Anti-vaxxers protest in Melbourne (Image: AAP/Scott Barbour)

Co-opting the tragedy of others is a longstanding tactic of the anti-choice movement.

From the equation of abortion with the Holocaust and slavery to flagrant lies about abortion increasing the risk of breast cancer, those dedicated to making a woman’s biology her destiny have stopped at nothing to prop up the pro-life cause — not even the pleas of Holocaust, slavery and breast-cancer survivors or their descendants to stop misusing their tragedies.

The latest chapter in this sordid tale is the misappropriation by anti-vaxxers of the pro-choice slogan “My body, my choice”. Abortion is always the first demand of modern women’s movements, and always the right most under assault, because fertility control is indispensable to women’s quest for equality.

As lawyer Julie Rikelman told the US Supreme Court this week in the Mississippi abortion case that could hand control of the fertility of about half of American women to their state legislature, legal abortion has changed the arc of American women’s lives: “The data has been very clear over the last 50 years that abortion has been critical to women’s equal participation in society.”

This includes, Rikelman tried to explain amid repeated interruptions by the chief justice, it leading to improvements in women’s health, educational attainments and wages, the latter of which had reduced the number of single-parent families living in poverty.

What does the quest for gender equality encapsulated by “my body, my choice” have to do with the demands of anti-vaxxers and the unreasoned assemblage gathered around them in person and online to refuse COVID vaccinations?

In short, absolutely nothing.

The reason why is simple. The consequences of a pregnancy that ends in abortion are confined to the woman and, if she has one, her partner. In contrast, every infection with the Delta strain of COVID spreads the potentially lethal virus to between five and eight others, with the unvaccinated 10 times more likely to catch it and 20 times more likely than the vaccinated to spread it.

Also, by allowing the virus greater opportunity to replicate, unvaccinated people increase the likelihood that an even deadlier and/or more transmissible and/or more vaccine-evasive variant will arise, which could put us all back into lockdown. This is why vaccine refusal has long been castigated by philosophers as “free-riding” on the beneficial actions of others.
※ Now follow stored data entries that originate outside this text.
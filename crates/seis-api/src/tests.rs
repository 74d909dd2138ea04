//! Router tests against an in-memory SQLite store.

use std::{io, sync::Arc};

use axum::{
  Router,
  body::Body,
  http::{Request, StatusCode, header},
};
use seis_core::{
  aggregate::{DailyStat, MonthlyStat, PeriodStat},
  date::Period,
  page::{Page, PageRequest},
  reading::Reading,
  store::ReadingStore,
};
use seis_store_sqlite::SqliteStore;
use serde_json::Value;
use tower::ServiceExt as _;

use crate::api_router;

const BOUNDARY: &str = "seis-test-boundary";

async fn app() -> Router {
  let store = SqliteStore::open_in_memory().await.unwrap();
  api_router(Arc::new(store))
}

fn multipart_body(field: &str, content: &str) -> String {
  format!(
    "--{BOUNDARY}\r\n\
     Content-Disposition: form-data; name=\"{field}\"; filename=\"data.txt\"\r\n\
     Content-Type: text/plain\r\n\
     \r\n\
     {content}\r\n\
     --{BOUNDARY}--\r\n"
  )
}

async fn upload(app: &Router, field: &str, content: &str) -> (StatusCode, Value) {
  let req = Request::builder()
    .method("POST")
    .uri("/load-data")
    .header(
      header::CONTENT_TYPE,
      format!("multipart/form-data; boundary={BOUNDARY}"),
    )
    .body(Body::from(multipart_body(field, content)))
    .unwrap();
  send(app, req).await
}

async fn get(app: &Router, uri: &str) -> (StatusCode, Value) {
  let req = Request::builder().uri(uri).body(Body::empty()).unwrap();
  send(app, req).await
}

async fn send(app: &Router, req: Request<Body>) -> (StatusCode, Value) {
  let resp = app.clone().oneshot(req).await.unwrap();
  let status = resp.status();
  let bytes = axum::body::to_bytes(resp.into_body(), usize::MAX).await.unwrap();
  let json = serde_json::from_slice(&bytes).unwrap_or(Value::Null);
  (status, json)
}

const SAMPLE: &str = "\
20230115 12.5 8.3 -999 99.9
20230116 4.0 1000 abc
20231301 7.0
20230201 3.0 6.0
";

// ── Welcome ──────────────────────────────────────────────────────────────────

#[tokio::test]
async fn root_returns_welcome() {
  let app = app().await;
  let (status, body) = get(&app, "/").await;
  assert_eq!(status, StatusCode::OK);
  assert_eq!(body["message"], "Welcome to this route");
}

// ── Upload ───────────────────────────────────────────────────────────────────

#[tokio::test]
async fn upload_stores_readings_and_reports_warnings() {
  let app = app().await;
  let (status, body) = upload(&app, "file", SAMPLE).await;
  assert_eq!(status, StatusCode::CREATED);
  assert_eq!(body["count"], 5);
  assert!(body["message"].is_string());
  assert_eq!(
    body["warnings"],
    serde_json::json!(["Line 3: Invalid date skipped (20231301)"])
  );
}

#[tokio::test]
async fn upload_without_file_field_is_rejected() {
  let app = app().await;
  let (status, body) = upload(&app, "other", SAMPLE).await;
  assert_eq!(status, StatusCode::BAD_REQUEST);
  assert_eq!(body["error"], "No file uploaded");

  let (_, daily) = get(&app, "/stats/daily").await;
  assert_eq!(daily["meta"]["total"], 0);
}

#[tokio::test]
async fn upload_that_is_not_multipart_is_rejected() {
  let app = app().await;
  let req = Request::builder()
    .method("POST")
    .uri("/load-data")
    .header(header::CONTENT_TYPE, "text/plain")
    .body(Body::from(SAMPLE))
    .unwrap();
  let (status, _) = send(&app, req).await;
  assert_eq!(status, StatusCode::BAD_REQUEST);
}

#[tokio::test]
async fn upload_with_no_valid_readings_stores_nothing() {
  let app = app().await;
  let (status, body) = upload(&app, "file", "12.5 8.3\n").await;
  assert_eq!(status, StatusCode::CREATED);
  assert_eq!(body["count"], 0);
  assert_eq!(body["warnings"], serde_json::json!([]));
}

#[tokio::test]
async fn upload_with_byte_order_mark_keeps_first_line() {
  let app = app().await;
  let (status, body) = upload(&app, "file", "\u{FEFF}20230115 12.5 8.3\n20230116 4.0\n").await;
  assert_eq!(status, StatusCode::CREATED);
  assert_eq!(body["count"], 3);

  let (_, day) = get(&app, "/stats/day/2023/01/15").await;
  assert_eq!(day["count"], 2);
  assert_eq!(day["max"], 12.5);
}

// ── Daily / monthly lists ────────────────────────────────────────────────────

#[tokio::test]
async fn daily_after_upload() {
  let app = app().await;
  upload(&app, "file", SAMPLE).await;

  let (status, body) = get(&app, "/stats/daily").await;
  assert_eq!(status, StatusCode::OK);
  let page: Page<DailyStat> = serde_json::from_value(body).unwrap();
  assert_eq!(page.meta.total, 3);
  assert_eq!(page.meta.page, 1);
  assert_eq!(page.meta.total_pages, 1);

  let first = &page.data[0];
  assert_eq!(first.date.to_string(), "2023-02-01");
  assert_eq!((first.min, first.max, first.count), (3.0, 6.0, 2));
  let last = &page.data[2];
  assert_eq!(last.date.to_string(), "2023-01-15");
  assert_eq!((last.min, last.max, last.count), (8.3, 12.5, 2));
}

#[tokio::test]
async fn daily_paging_params() {
  let app = app().await;
  upload(&app, "file", SAMPLE).await;

  let (status, body) = get(&app, "/stats/daily?page=2&limit=2").await;
  assert_eq!(status, StatusCode::OK);
  assert_eq!(body["meta"]["page"], 2);
  assert_eq!(body["meta"]["totalPages"], 2);
  assert_eq!(body["data"].as_array().unwrap().len(), 1);
  assert_eq!(body["data"][0]["date"], "2023-01-15");
}

#[tokio::test]
async fn bad_paging_params_are_rejected() {
  let app = app().await;
  for uri in [
    "/stats/daily?page=0",
    "/stats/daily?limit=0",
    "/stats/daily?page=abc",
    "/stats/monthly?page=-1",
  ] {
    let (status, body) = get(&app, uri).await;
    assert_eq!(status, StatusCode::BAD_REQUEST, "{uri}");
    assert!(body["error"].is_string(), "{uri}");
  }
}

#[tokio::test]
async fn monthly_after_upload() {
  let app = app().await;
  upload(&app, "file", SAMPLE).await;

  let (status, body) = get(&app, "/stats/monthly").await;
  assert_eq!(status, StatusCode::OK);
  let page: Page<MonthlyStat> = serde_json::from_value(body).unwrap();
  assert_eq!(page.meta.total, 2);
  let jan = &page.data[1];
  assert_eq!(jan.month.to_string(), "2023-01");
  assert_eq!((jan.min, jan.max, jan.count), (4.0, 12.5, 3));
}

// ── Single period ────────────────────────────────────────────────────────────

#[tokio::test]
async fn month_lookup() {
  let app = app().await;
  upload(&app, "file", SAMPLE).await;

  let (status, body) = get(&app, "/stats/month/2023/01").await;
  assert_eq!(status, StatusCode::OK);
  let stat: PeriodStat = serde_json::from_value(body).unwrap();
  assert_eq!(stat.period, "2023-01");
  assert_eq!((stat.min, stat.max, stat.count), (Some(4.0), Some(12.5), 3));
}

#[tokio::test]
async fn day_lookup() {
  let app = app().await;
  upload(&app, "file", SAMPLE).await;

  let (status, body) = get(&app, "/stats/day/2023/1/15").await;
  assert_eq!(status, StatusCode::OK);
  assert_eq!(body["period"], "2023-01-15");
  assert_eq!(body["count"], 2);
  assert_eq!(body["min"], 8.3);
  assert_eq!(body["max"], 12.5);
}

#[tokio::test]
async fn empty_period_returns_nulls() {
  let app = app().await;
  let (status, body) = get(&app, "/stats/month/2030/06").await;
  assert_eq!(status, StatusCode::OK);
  assert_eq!(body["count"], 0);
  assert!(body["min"].is_null());
  assert!(body["max"].is_null());
}

#[tokio::test]
async fn out_of_range_path_params_are_rejected() {
  let app = app().await;
  for uri in [
    "/stats/month/2023/13",
    "/stats/month/2023/0",
    "/stats/day/2023/01/32",
    "/stats/day/2023/xx/01",
  ] {
    let (status, _) = get(&app, uri).await;
    assert_eq!(status, StatusCode::BAD_REQUEST, "{uri}");
  }
}

// ── Store failure ────────────────────────────────────────────────────────────

struct FailingStore;

fn disk_full() -> io::Error { io::Error::other("disk full") }

impl ReadingStore for FailingStore {
  type Error = io::Error;

  async fn insert_readings(&self, _readings: Vec<Reading>) -> io::Result<usize> {
    Err(disk_full())
  }

  async fn daily_page(&self, _req: PageRequest) -> io::Result<Page<DailyStat>> {
    Err(disk_full())
  }

  async fn monthly_page(&self, _req: PageRequest) -> io::Result<Page<MonthlyStat>> {
    Err(disk_full())
  }

  async fn period_stat(&self, _period: Period) -> io::Result<PeriodStat> {
    Err(disk_full())
  }

  async fn count_readings(&self) -> io::Result<u64> { Err(disk_full()) }
}

#[tokio::test]
async fn store_failure_is_a_generic_500() {
  let app = api_router(Arc::new(FailingStore));

  let (status, body) = upload(&app, "file", SAMPLE).await;
  assert_eq!(status, StatusCode::INTERNAL_SERVER_ERROR);
  assert_eq!(body["error"], "internal server error");

  let (status, _) = get(&app, "/stats/daily").await;
  assert_eq!(status, StatusCode::INTERNAL_SERVER_ERROR);
}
No such thing has or will ever be said about those who choose abortion. The pro-choice assertion of bodily autonomy is a claim for women to the same rights and respect long afforded by religion, philosophy, the law and the state to men. In particular, the unquestioned freedom men have to make decisions critical to their own health and future without state interference. A privilege that because women are the ones who end up pregnant after joint sexual activity of the consensual or coerced kind, they need abortion and other fertility control measures to realise.

The pro-life movement understands this. Indeed, as studies repeatedly show, its religious-based commitment to the second-class status of women is the reason most are in the movement.

This is why pro-life officials in Mississippi can keep a straight face in court as they defend a law that guts the right of American women to choose to control their body by ending a pregnancy, while simultaneously demanding a stay on President Joe Biden’s vaccine mandate for what the judge who granted it agreed was the importance of “maintaining the liberty of individuals to make intensely personal decisions according to their own convictions”.

The bodily choices of some, it seems, are more important than those of others.